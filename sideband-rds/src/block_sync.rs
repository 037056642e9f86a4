// Sideband
// Copyright (c) 2025 The Project Sideband Developers.
//
// This Source Code Form is subject to the terms of the Mozilla Public
// License, v. 2.0. If a copy of the MPL was not distributed with this
// file, You can obtain one at https://mozilla.org/MPL/2.0/.

//! Block synchronization and burst-error correction (IEC 62106:2015, Annex B).
//!
//! The bitstream carries no block markers; block boundaries are found by sliding a 26-bit
//! window until the syndromes of consecutive windows match the cyclic sequence of offset
//! words. Short error bursts are corrected with a precomputed syndrome lookup.

use std::collections::HashMap;

use once_cell::sync::Lazy;

use sideband_core::util::RunningSum;

use crate::group::{Block, BlockNumber, Group, Offset};

// If the block error rate (0-100) exceeds this value over a longer period, assume that it's
// because we lost synchronization. A lower value will make the decoder give up in noisy
// conditions.
const MAX_TOLERABLE_BLER: i32 = 85;

const MAX_ERRORS_TOLERATED_OVER_50_BLOCKS: i32 = MAX_TOLERABLE_BLER / 2;

const BLOCK_LENGTH: u32 = 26;
const BLOCK_BITMASK: u32 = (1 << BLOCK_LENGTH) - 1;
const CHECKWORD_LENGTH: u32 = 10;

// Each offset word is associated with one block number
fn block_number_for_offset(offset: Offset) -> BlockNumber {
    match offset {
        Offset::A => BlockNumber::Block1,
        Offset::B => BlockNumber::Block2,
        Offset::C | Offset::Cprime => BlockNumber::Block3,
        Offset::D => BlockNumber::Block4,
        Offset::Invalid => BlockNumber::Block1,
    }
}

// Which offset is expected to follow this offset?
fn next_offset_for(offset: Offset) -> Offset {
    match offset {
        Offset::A => Offset::B,
        Offset::B => Offset::C,
        Offset::C => Offset::D,
        Offset::Cprime => Offset::D,
        Offset::D => Offset::A,
        Offset::Invalid => Offset::A,
    }
}

// IEC 62106:2015 section B.3.1 Table B.1
fn offset_for_syndrome(syndrome: u32) -> Offset {
    match syndrome {
        0b1111011000 => Offset::A,
        0b1111010100 => Offset::B,
        0b1001011100 => Offset::C,
        0b1111001100 => Offset::Cprime,
        0b1001011000 => Offset::D,
        _ => Offset::Invalid,
    }
}

/// Computes the 10-bit syndrome of a 26-bit block.
pub fn calculate_syndrome(vec: u32) -> u32 {
    #[rustfmt::skip]
    const PARITY_CHECK_MATRIX: [u32; 26] = [
        0b1000000000,
        0b0100000000,
        0b0010000000,
        0b0001000000,
        0b0000100000,
        0b0000010000,
        0b0000001000,
        0b0000000100,
        0b0000000010,
        0b0000000001,
        0b1011011100,
        0b0101101110,
        0b0010110111,
        0b1010000111,
        0b1110011111,
        0b1100010011,
        0b1101010101,
        0b1101110110,
        0b0110111011,
        0b1000000001,
        0b1111011100,
        0b0111101110,
        0b0011110111,
        0b1010100111,
        0b1110001111,
        0b1100011011,
    ];

    // EN 50067:1998, section B.1.1: the matrix product is the modulo-two sum of all rows
    // whose corresponding coefficient in the vector is 1.
    let mut result = 0;
    for (k, row) in PARITY_CHECK_MATRIX.iter().rev().enumerate() {
        result ^= row * ((vec >> k) & 1);
    }

    result
}

// Table B.1
const OFFSET_WORDS: [(Offset, u32); 5] = [
    (Offset::A, 0b0011111100),
    (Offset::B, 0b0110011000),
    (Offset::C, 0b0101101000),
    (Offset::Cprime, 0b1101010000),
    (Offset::D, 0b0110110100),
];

fn offset_index(offset: Offset) -> usize {
    match offset {
        Offset::A => 0,
        Offset::B => 1,
        Offset::C => 2,
        Offset::Cprime => 3,
        Offset::D => 4,
        Offset::Invalid => 0,
    }
}

// Precomputed mapping of syndromes to error vectors, one map per offset word.
//
// Kopitz & Marks 1999: "RDS: The Radio Data System", p. 224: "...the error-correction system
// should be enabled, but should be restricted by attempting to correct bursts of errors
// spanning one or two bits."
static ERROR_LOOKUP_TABLE: Lazy<[HashMap<u32, u32>; 5]> = Lazy::new(|| {
    let mut table: [HashMap<u32, u32>; 5] = Default::default();

    for &(offset, word) in &OFFSET_WORDS {
        for error_bits in [0b1u32, 0b11u32] {
            for shift in 0..BLOCK_LENGTH {
                let error_vector = (error_bits << shift) & BLOCK_BITMASK;
                let syndrome = calculate_syndrome(error_vector ^ word);
                table[offset_index(offset)].insert(syndrome, error_vector);
            }
        }
    }

    table
});

// EN 50067:1998, section B.2.2
fn correct_burst_errors(block: &Block, expected_offset: Offset) -> Option<u32> {
    let syndrome = calculate_syndrome(block.raw);
    ERROR_LOOKUP_TABLE[offset_index(expected_offset)]
        .get(&syndrome)
        .map(|error_vector| block.raw ^ error_vector)
}

#[derive(Clone, Copy, Debug, Default)]
struct SyncPulse {
    offset: Offset,
    bit_position: u32,
}

impl SyncPulse {
    // Could this pulse realistically follow `other`?
    fn could_follow(&self, other: &SyncPulse) -> bool {
        // Overflows after 41 days of continuous data, possibly discarding one valid sync
        // pulse at that exact moment.
        let sync_distance = self.bit_position.wrapping_sub(other.bit_position);

        sync_distance % BLOCK_LENGTH == 0
            && sync_distance / BLOCK_LENGTH <= 6
            && self.offset != Offset::Invalid
            && other.offset != Offset::Invalid
            && (block_number_for_offset(other.offset) as u32 + sync_distance / BLOCK_LENGTH) % 4
                == block_number_for_offset(self.offset) as u32
    }
}

#[derive(Clone, Debug, Default)]
struct SyncPulseBuffer {
    pulses: [SyncPulse; 4],
}

impl SyncPulseBuffer {
    fn push(&mut self, offset: Offset, bitcount: u32) {
        for i in 0..self.pulses.len() - 1 {
            self.pulses[i] = self.pulses[i + 1];
        }
        self.pulses[3] = SyncPulse { offset, bit_position: bitcount };
    }

    // Search for three sync pulses in the correct cyclic rhythm
    fn is_sequence_found(&self) -> bool {
        let third = &self.pulses[3];

        for i_first in 0..self.pulses.len() - 2 {
            for i_second in i_first + 1..self.pulses.len() - 1 {
                if third.could_follow(&self.pulses[i_second])
                    && self.pulses[i_second].could_follow(&self.pulses[i_first])
                {
                    return true;
                }
            }
        }
        false
    }
}

/// Groups a bitstream into blocks and blocks into groups.
#[derive(Clone, Debug)]
pub struct BlockStream {
    bitcount: u32,
    num_bits_until_next_block: u32,
    input_register: u32,
    expected_offset: Offset,
    is_in_sync: bool,
    block_error_sum50: RunningSum<50>,
    use_fec: bool,
    current_group: Group,
    ready_group: Option<Group>,
    num_bits_since_sync_lost: u32,
    sync_buffer: SyncPulseBuffer,
}

impl BlockStream {
    pub fn new(use_fec: bool) -> Self {
        BlockStream {
            bitcount: 0,
            num_bits_until_next_block: 1,
            input_register: 0,
            expected_offset: Offset::A,
            is_in_sync: false,
            block_error_sum50: RunningSum::new(),
            use_fec,
            current_group: Group::new(),
            ready_group: None,
            num_bits_since_sync_lost: 0,
            sync_buffer: SyncPulseBuffer::default(),
        }
    }

    // Try to find a cyclic pattern in the offset words.
    fn acquire_sync(&mut self, block: &Block) {
        if self.is_in_sync {
            return;
        }

        self.num_bits_since_sync_lost += 1;

        if block.offset != Offset::Invalid {
            self.sync_buffer.push(block.offset, self.bitcount);

            if self.sync_buffer.is_sequence_found() {
                self.is_in_sync = true;
                self.expected_offset = block.offset;
                self.current_group = Group::new();
                self.num_bits_since_sync_lost = 0;
            }
        }
    }

    /// Receives one bit.
    pub fn push_bit(&mut self, bit: bool) {
        self.input_register = (self.input_register << 1) + u32::from(bit);
        self.num_bits_until_next_block -= 1;
        self.bitcount = self.bitcount.wrapping_add(1);

        if self.num_bits_until_next_block == 0 {
            self.find_block_in_input_register();

            self.num_bits_until_next_block = if self.is_in_sync { BLOCK_LENGTH } else { 1 };
        }
    }

    // Search the input register for block data + offset. If found, add it to the group.
    fn find_block_in_input_register(&mut self) {
        let mut block = Block {
            raw: self.input_register & BLOCK_BITMASK,
            ..Default::default()
        };
        block.offset = offset_for_syndrome(calculate_syndrome(block.raw));

        self.acquire_sync(&block);

        if !self.is_in_sync {
            return;
        }

        if self.expected_offset == Offset::C && block.offset == Offset::Cprime {
            self.expected_offset = Offset::Cprime;
        }

        block.had_errors = block.offset != self.expected_offset;
        self.block_error_sum50.push(i32::from(block.had_errors));

        // EN 50067:1998, section C.1.2:
        // Sync is dropped when too many of the previous syndromes failed
        if self.block_error_sum50.sum() > MAX_ERRORS_TOLERATED_OVER_50_BLOCKS {
            self.is_in_sync = false;
            self.block_error_sum50.clear();
            return;
        }

        block.data = (block.raw >> CHECKWORD_LENGTH) as u16;

        if block.had_errors && self.use_fec {
            if let Some(corrected_bits) = correct_burst_errors(&block, self.expected_offset) {
                block.data = (corrected_bits >> CHECKWORD_LENGTH) as u16;
                block.offset = self.expected_offset;
            }
        }

        // Error-free block received or errors successfully corrected
        if block.offset == self.expected_offset {
            block.is_received = true;
            self.current_group.set_block(block_number_for_offset(self.expected_offset), block);
        }

        let next_offset = next_offset_for(self.expected_offset);

        // A whole group of four blocks has been received
        if next_offset == Offset::A {
            self.ready_group = Some(std::mem::take(&mut self.current_group));
        }

        self.expected_offset = next_offset;
    }

    /// Takes the completed group, if the last pushed bit finished one.
    pub fn pop_group(&mut self) -> Option<Group> {
        self.ready_group.take()
    }

    /// The group under construction. Some blocks may be missing.
    pub fn flush_current_group(&self) -> Group {
        self.current_group.clone()
    }

    pub fn num_bits_since_sync_lost(&self) -> u32 {
        self.num_bits_since_sync_lost
    }
}
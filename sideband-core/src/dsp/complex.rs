// Sideband
// Copyright (c) 2025 The Project Sideband Developers.
//
// This Source Code Form is subject to the terms of the Mozilla Public
// License, v. 2.0. If a copy of the MPL was not distributed with this
// file, You can obtain one at https://mozilla.org/MPL/2.0/.

//! The `complex` module implements a 32-bit floating point complex number.

/// A complex number.
#[derive(Copy, Clone, Default, Debug, PartialEq)]
#[repr(C)]
pub struct Complex {
    /// The real component.
    pub re: f32,
    /// The imaginary component.
    pub im: f32,
}

impl Complex {
    /// Create a new complex number.
    #[inline(always)]
    pub fn new(re: f32, im: f32) -> Self {
        Self { re, im }
    }

    /// Create a complex number from polar coordinates.
    #[inline(always)]
    pub fn from_polar(r: f32, theta: f32) -> Self {
        Self { re: r * theta.cos(), im: r * theta.sin() }
    }

    /// Scale the complex number.
    #[inline(always)]
    pub fn scale(&self, scale: f32) -> Self {
        Self { re: self.re * scale, im: self.im * scale }
    }

    /// Take the complex conjugate of `self`.
    ///
    /// For a complex number defined as `a + jb` the complex conjugate is defined to be `a - jb`.
    #[inline(always)]
    pub fn conj(&self) -> Self {
        Self { re: self.re, im: -self.im }
    }

    /// The squared magnitude.
    #[inline(always)]
    pub fn norm_sqr(&self) -> f32 {
        self.re * self.re + self.im * self.im
    }

    /// The magnitude.
    #[inline(always)]
    pub fn norm(&self) -> f32 {
        self.norm_sqr().sqrt()
    }

    /// The argument (phase angle) in radians.
    #[inline(always)]
    pub fn arg(&self) -> f32 {
        self.im.atan2(self.re)
    }
}

impl core::ops::Add for Complex {
    type Output = Complex;

    #[inline(always)]
    fn add(self, rhs: Self) -> Self::Output {
        Self::Output { re: self.re + rhs.re, im: self.im + rhs.im }
    }
}

impl core::ops::AddAssign for Complex {
    #[inline(always)]
    fn add_assign(&mut self, rhs: Self) {
        *self = *self + rhs;
    }
}

impl core::ops::Sub for Complex {
    type Output = Complex;

    #[inline(always)]
    fn sub(self, rhs: Self) -> Self::Output {
        Self::Output { re: self.re - rhs.re, im: self.im - rhs.im }
    }
}

impl core::ops::SubAssign for Complex {
    #[inline(always)]
    fn sub_assign(&mut self, rhs: Self) {
        *self = *self - rhs;
    }
}

impl core::ops::Mul for Complex {
    type Output = Complex;

    #[inline(always)]
    fn mul(self, rhs: Self) -> Self::Output {
        Self::Output {
            re: (self.re * rhs.re) - (self.im * rhs.im),
            im: (self.re * rhs.im) + (self.im * rhs.re),
        }
    }
}

impl core::ops::MulAssign for Complex {
    #[inline(always)]
    fn mul_assign(&mut self, rhs: Self) {
        *self = *self * rhs;
    }
}

impl core::ops::Mul<f32> for Complex {
    type Output = Complex;

    #[inline(always)]
    fn mul(self, rhs: f32) -> Self::Output {
        Self::Output { re: self.re * rhs, im: self.im * rhs }
    }
}

impl core::ops::Div<f32> for Complex {
    type Output = Complex;

    #[inline(always)]
    fn div(self, rhs: f32) -> Self::Output {
        Self::Output { re: self.re / rhs, im: self.im / rhs }
    }
}

#[cfg(test)]
mod tests {
    use super::*;

    #[test]
    fn verify_complex() {
        // Conjugate
        assert_eq!(Complex::new(1.0, 10.0).conj(), Complex::new(1.0, -10.0));

        // Scale
        assert_eq!(Complex::new(5.0, 2.0).scale(3.0), Complex::new(15.0, 6.0));

        // Addition
        assert_eq!(Complex::new(3.0, 13.0) + Complex::new(7.0, 17.0), Complex::new(10.0, 30.0));

        // Subtraction
        assert_eq!(Complex::new(3.0, 13.0) - Complex::new(7.0, 17.0), Complex::new(-4.0, -4.0));

        // Multiplication
        assert_eq!(Complex::new(3.0, 13.0) * Complex::new(7.0, 17.0), Complex::new(-200.0, 142.0));

        // Magnitude and argument
        assert_eq!(Complex::new(3.0, 4.0).norm(), 5.0);
        assert!((Complex::new(0.0, 1.0).arg() - core::f32::consts::FRAC_PI_2).abs() < 1e-6);

        // Polar
        let p = Complex::from_polar(2.0, core::f32::consts::PI);
        assert!((p.re + 2.0).abs() < 1e-6);
        assert!(p.im.abs() < 1e-6);
    }
}
// Sideband
// Copyright (c) 2025 The Project Sideband Developers.
//
// This Source Code Form is subject to the terms of the Mozilla Public
// License, v. 2.0. If a copy of the MPL was not distributed with this
// file, You can obtain one at https://mozilla.org/MPL/2.0/.

//! The `resampler` module implements a polyphase arbitrary-ratio resampler for real samples.

use crate::errors::{unsupported_error, Result};

use super::{kaiser, kaiser_beta, sinc};

/// Ratios below this are rejected; so are ratios above `MAX_OUTPUTS_PER_INPUT`.
pub const MIN_RESAMPLER_RATIO: f32 = 0.005;

/// An `execute` call yields at most this many output samples.
pub const MAX_OUTPUTS_PER_INPUT: usize = 2;

const NUM_FILTERS: usize = 32;
const CUTOFF: f32 = 0.47;
const ATTENUATION_DB: f32 = 60.0;

/// Polyphase resampler: one real sample in, 0 to `MAX_OUTPUTS_PER_INPUT` samples out,
/// depending on the conversion ratio (output rate / input rate).
#[derive(Clone, Debug)]
pub struct Resampler {
    // One subfilter per fractional delay.
    bank: Vec<Vec<f32>>,
    window: Vec<f32>,
    pos: usize,
    // Input-sample phase accumulator in units of output intervals.
    acc: f32,
    // Input samples consumed per output sample (1 / ratio).
    step: f32,
}

impl Resampler {
    /// `half_length` is the subfilter half-length in input samples.
    pub fn new(half_length: usize) -> Self {
        let sub_len = 2 * half_length;
        let proto_len = sub_len * NUM_FILTERS;
        let center = (proto_len - 1) as f32 / 2.0;
        let beta = kaiser_beta(ATTENUATION_DB);
        let fc = CUTOFF / NUM_FILTERS as f32;

        let proto: Vec<f32> = (0..proto_len)
            .map(|i| 2.0 * fc * sinc(2.0 * fc * (i as f32 - center)) * kaiser(i, proto_len, beta))
            .collect();

        // Partition and normalize each subfilter to unit DC gain so that the passband level
        // is independent of the fractional delay.
        let bank: Vec<Vec<f32>> = (0..NUM_FILTERS)
            .map(|phase| {
                let sub: Vec<f32> = (0..sub_len).map(|j| proto[j * NUM_FILTERS + phase]).collect();
                let sum: f32 = sub.iter().sum();
                if sum.abs() > 1e-9 {
                    sub.iter().map(|t| t / sum).collect()
                }
                else {
                    sub
                }
            })
            .collect();

        Resampler { bank, window: vec![0.0; sub_len], pos: 0, acc: 0.0, step: 1.0 }
    }

    /// Sets the conversion ratio (output rate / input rate).
    pub fn set_ratio(&mut self, ratio: f32) -> Result<()> {
        if ratio < MIN_RESAMPLER_RATIO || ratio > MAX_OUTPUTS_PER_INPUT as f32 {
            return unsupported_error("resampler ratio out of range");
        }
        self.step = 1.0 / ratio;
        Ok(())
    }

    fn filter(&self, taps: &[f32]) -> f32 {
        let len = self.window.len();
        let mut acc = 0.0;
        for (i, &tap) in taps.iter().enumerate() {
            acc += self.window[(self.pos + i) % len] * tap;
        }
        acc
    }

    /// Pushes one input sample and writes any produced output samples to `out`.
    /// Returns the number of outputs produced.
    pub fn execute(&mut self, input: f32, out: &mut [f32; MAX_OUTPUTS_PER_INPUT]) -> usize {
        self.window[self.pos] = input;
        self.pos = (self.pos + 1) % self.window.len();

        let mut num_written = 0;
        while self.acc < 1.0 && num_written < MAX_OUTPUTS_PER_INPUT {
            let phase =
                ((self.acc * NUM_FILTERS as f32) as usize).min(NUM_FILTERS - 1);
            out[num_written] = self.filter(&self.bank[phase]);
            num_written += 1;
            self.acc += self.step;
        }
        self.acc -= 1.0;

        num_written
    }
}

#[cfg(test)]
mod tests {
    use super::*;

    #[test]
    fn verify_ratio_bounds() {
        let mut resampler = Resampler::new(13);
        assert!(resampler.set_ratio(0.001).is_err());
        assert!(resampler.set_ratio(3.0).is_err());
        assert!(resampler.set_ratio(171_000.0 / 128_000.0).is_ok());
        assert!(resampler.set_ratio(1.0).is_ok());
    }

    #[test]
    fn verify_output_count_matches_ratio() {
        let mut resampler = Resampler::new(13);
        resampler.set_ratio(171_000.0 / 128_000.0).unwrap();

        let mut out = [0.0f32; MAX_OUTPUTS_PER_INPUT];
        let mut total = 0usize;
        for _ in 0..1000 {
            total += resampler.execute(1.0, &mut out);
        }

        // 1000 inputs at a ratio of 1.336 → about 1336 outputs.
        assert!((total as i32 - 1336).abs() <= 2);
    }

    #[test]
    fn verify_dc_preserved() {
        let mut resampler = Resampler::new(13);
        resampler.set_ratio(1.25).unwrap();

        let mut out = [0.0f32; MAX_OUTPUTS_PER_INPUT];
        let mut last = 0.0;
        for _ in 0..500 {
            if resampler.execute(1.0, &mut out) > 0 {
                last = out[0];
            }
        }

        assert!((last - 1.0).abs() < 0.01);
    }
}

Your instructions: What you return must be an exact retyping of the lines above starting at the line with "self.acc -= 1.0;" and ending at the line with "assert!(resampler.set_ratio(3.0).is_err());", and nothing besides.

Response to this task:
        self.acc -= 1.0;

        num_written
    }
}

#[cfg(test)]
mod tests {
    use super::*;

    #[test]
    fn verify_ratio_bounds() {
        let mut resampler = Resampler::new(13);
        assert!(resampler.set_ratio(0.001).is_err());
        assert!(resampler.set_ratio(3.0).is_err());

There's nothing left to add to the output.